What the task asks:
Go to the line that includes "self.search.render(frame, search_area, search_props(&props));" and retype it, then every line after it to the end of the data, adding nothing.
-=-=-
//! Country picker popover: search box over a virtualized country list

use std::ops::Range;

use phone_input_core::{
    Command, Component, CountryFilter, EventKind, PhoneAction, PhoneInputConfig,
    PhoneInputState, WidgetContext,
};
use ratatui::{
    layout::{Constraint, Layout, Rect},
    style::Style,
    text::{Line, Span},
    widgets::{Block, Borders, Paragraph},
    Frame,
};

use crate::popover::{anchored_rect, is_click_away, render_popover};
use crate::text_input::{TextInput, TextInputProps};
use crate::theme::PhoneInputTheme;
use crate::virtual_list::{VirtualList, VirtualListProps};

/// Shown instead of the list when the search matches nothing
pub const NO_MATCH_MESSAGE: &str = "There is no country match the result";

/// Rows around the list: borders, search line and separator
const CHROME_HEIGHT: u16 = 4;

pub struct CountryPickerProps<'a> {
    pub state: &'a PhoneInputState,
    pub config: &'a PhoneInputConfig,
    pub theme: &'a PhoneInputTheme,
    /// Popover width in columns
    pub width: u16,
}

/// Popover listing the catalog, filtered by the search box
///
/// Only drawn while the popover is open. Esc or a click outside closes it,
/// Enter or a click on a row selects; navigation keys move the highlight and
/// everything else edits the search.
#[derive(Default)]
pub struct CountryPicker {
    search: TextInput,
    list: VirtualList,
    area: Rect,
    /// Search the list was last drawn for
    drawn_search: Option<String>,
}

impl CountryPicker {
    pub fn new() -> Self {
        Self::default()
    }

    /// Screen area of the last render
    pub fn area(&self) -> Rect {
        self.area
    }

    /// Rows the list built on the last render
    pub fn materialized_rows(&self) -> usize {
        self.list.materialized()
    }

    /// Forget scroll and cursor positions once the popover closed
    pub fn reset(&mut self) {
        self.search = TextInput::new();
        self.list.reset();
        self.area = Rect::default();
        self.drawn_search = None;
    }
}

fn list_props<'a>(
    props: &CountryPickerProps<'a>,
    row: &'a dyn Fn(usize) -> Line<'a>,
) -> VirtualListProps<'a, PhoneAction> {
    VirtualListProps {
        len: props.state.visible_len(),
        highlighted: props.state.highlighted,
        overscan: props.config.list.overscan,
        is_focused: true,
        row,
        row_style: props.theme.row,
        highlight_style: props.theme.row_highlighted,
        on_highlight: PhoneAction::PickerHighlight,
        on_select: PhoneAction::PickerSelect,
    }
}

fn search_props<'a>(props: &CountryPickerProps<'a>) -> TextInputProps<'a, PhoneAction> {
    TextInputProps {
        value: &props.state.search,
        placeholder: "Search country",
        is_focused: true,
        style: props.theme.text,
        placeholder_style: props.theme.placeholder,
        on_change: PhoneAction::PickerSearch,
    }
}

/// Flag, name with matches highlighted, and `+code`
fn country_row<'a>(
    state: &'a PhoneInputState,
    theme: &PhoneInputTheme,
    filter: Option<&CountryFilter>,
    row: usize,
) -> Line<'a> {
    let Some(country) = state.visible_country(row) else {
        return Line::default();
    };

    let ranges = filter
        .filter(|_| !state.search.is_empty())
        .map(|filter| filter.match_ranges(&country.name))
        .unwrap_or_default();

    let mut spans = vec![Span::raw(country.flag()), Span::raw(" ")];
    spans.extend(highlighted_spans(&country.name, &ranges, theme.search_match));
    spans.push(Span::styled(
        format!(" +{}", country.primary_calling_code()),
        theme.row_code,
    ));
    Line::from(spans)
}

/// Split `text` into plain and `style`d spans along sorted, disjoint `ranges`
fn highlighted_spans<'a>(text: &'a str, ranges: &[Range<usize>], style: Style) -> Vec<Span<'a>> {
    let mut spans = Vec::with_capacity(ranges.len() * 2 + 1);
    let mut pos = 0;
    for range in ranges {
        if range.start > pos {
            spans.push(Span::raw(&text[pos..range.start]));
        }
        spans.push(Span::styled(&text[range.clone()], style));
        pos = range.end;
    }
    if pos < text.len() {
        spans.push(Span::raw(&text[pos..]));
    }
    spans
}

impl Component<PhoneAction> for CountryPicker {
    type Props<'a> = CountryPickerProps<'a>;

    fn handle_event(
        &mut self,
        event: &EventKind,
        props: Self::Props<'_>,
    ) -> impl IntoIterator<Item = PhoneAction> {
        if is_click_away(self.area, event) {
            return Some(PhoneAction::PickerClose);
        }

        if let EventKind::Key(key) = event {
            match props.config.command(*key, WidgetContext::Picker) {
                Some(Command::ClosePicker) => return Some(PhoneAction::PickerClose),
                Some(Command::SelectCountry) => {
                    return (props.state.visible_len() > 0)
                        .then_some(PhoneAction::PickerSelect(props.state.highlighted));
                }
                _ => {}
            }
        }

        let no_rows = |_| Line::default();
        let from_list = self
            .list
            .handle_event(event, list_props(&props, &no_rows))
            .into_iter()
            .next();
        if from_list.is_some() || !matches!(event, EventKind::Key(_)) {
            return from_list;
        }
        self.search
            .handle_event(event, search_props(&props))
            .into_iter()
            .next()
    }

    fn render(&mut self, frame: &mut Frame, _area: Rect, props: Self::Props<'_>) {
        let Some(anchor) = props.state.popover.anchor() else {
            return;
        };

        let height = props.config.list.height.saturating_add(CHROME_HEIGHT);
        self.area = anchored_rect(anchor, props.width, height, frame.area());
        render_popover(frame, self.area, Some(props.theme.popover_bg));

        let block = Block::default()
            .borders(Borders::ALL)
            .border_style(props.theme.popover_border)
            .style(Style::default().bg(props.theme.popover_bg));
        let inner = block.inner(self.area);
        frame.render_widget(block, self.area);

        let [search_area, separator_area, list_area] = Layout::vertical([
            Constraint::Length(1),
            Constraint::Length(1),
            Constraint::Fill(1),
        ])
        .areas(inner);

        self.search.render(frame, search_area, search_props(&props));
        frame.render_widget(
            Paragraph::new("\u{2500}".repeat(separator_area.width as usize))
                .style(props.theme.popover_border),
            separator_area,
        );

        if self.drawn_search.as_deref() != Some(props.state.search.as_str()) {
            self.list.reset();
            self.drawn_search = Some(props.state.search.clone());
        }

        if props.state.visible_len() == 0 {
            let message = Paragraph::new(NO_MATCH_MESSAGE).style(props.theme.no_match);
            frame.render_widget(message, list_area);
            self.list.reset();
            return;
        }

        let filter = CountryFilter::new(&props.state.search).ok();
        let state = props.state;
        let theme = props.theme;
        let row = |index| country_row(state, theme, filter.as_ref(), index);
        self.list.render(frame, list_area, list_props(&props, &row));
    }
}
-=-=-
Answer:
        self.search.render(frame, search_area, search_props(&props));
        frame.render_widget(
            Paragraph::new("\u{2500}".repeat(separator_area.width as usize))
                .style(props.theme.popover_border),
            separator_area,
        );

        if self.drawn_search.as_deref() != Some(props.state.search.as_str()) {
            self.list.reset();
            self.drawn_search = Some(props.state.search.clone());
        }

        if props.state.visible_len() == 0 {
            let message = Paragraph::new(NO_MATCH_MESSAGE).style(props.theme.no_match);
            frame.render_widget(message, list_area);
            self.list.reset();
            return;
        }

        let filter = CountryFilter::new(&props.state.search).ok();
        let state = props.state;
        let theme = props.theme;
        let row = |index| country_row(state, theme, filter.as_ref(), index);
        self.list.render(frame, list_area, list_props(&props, &row));
    }
}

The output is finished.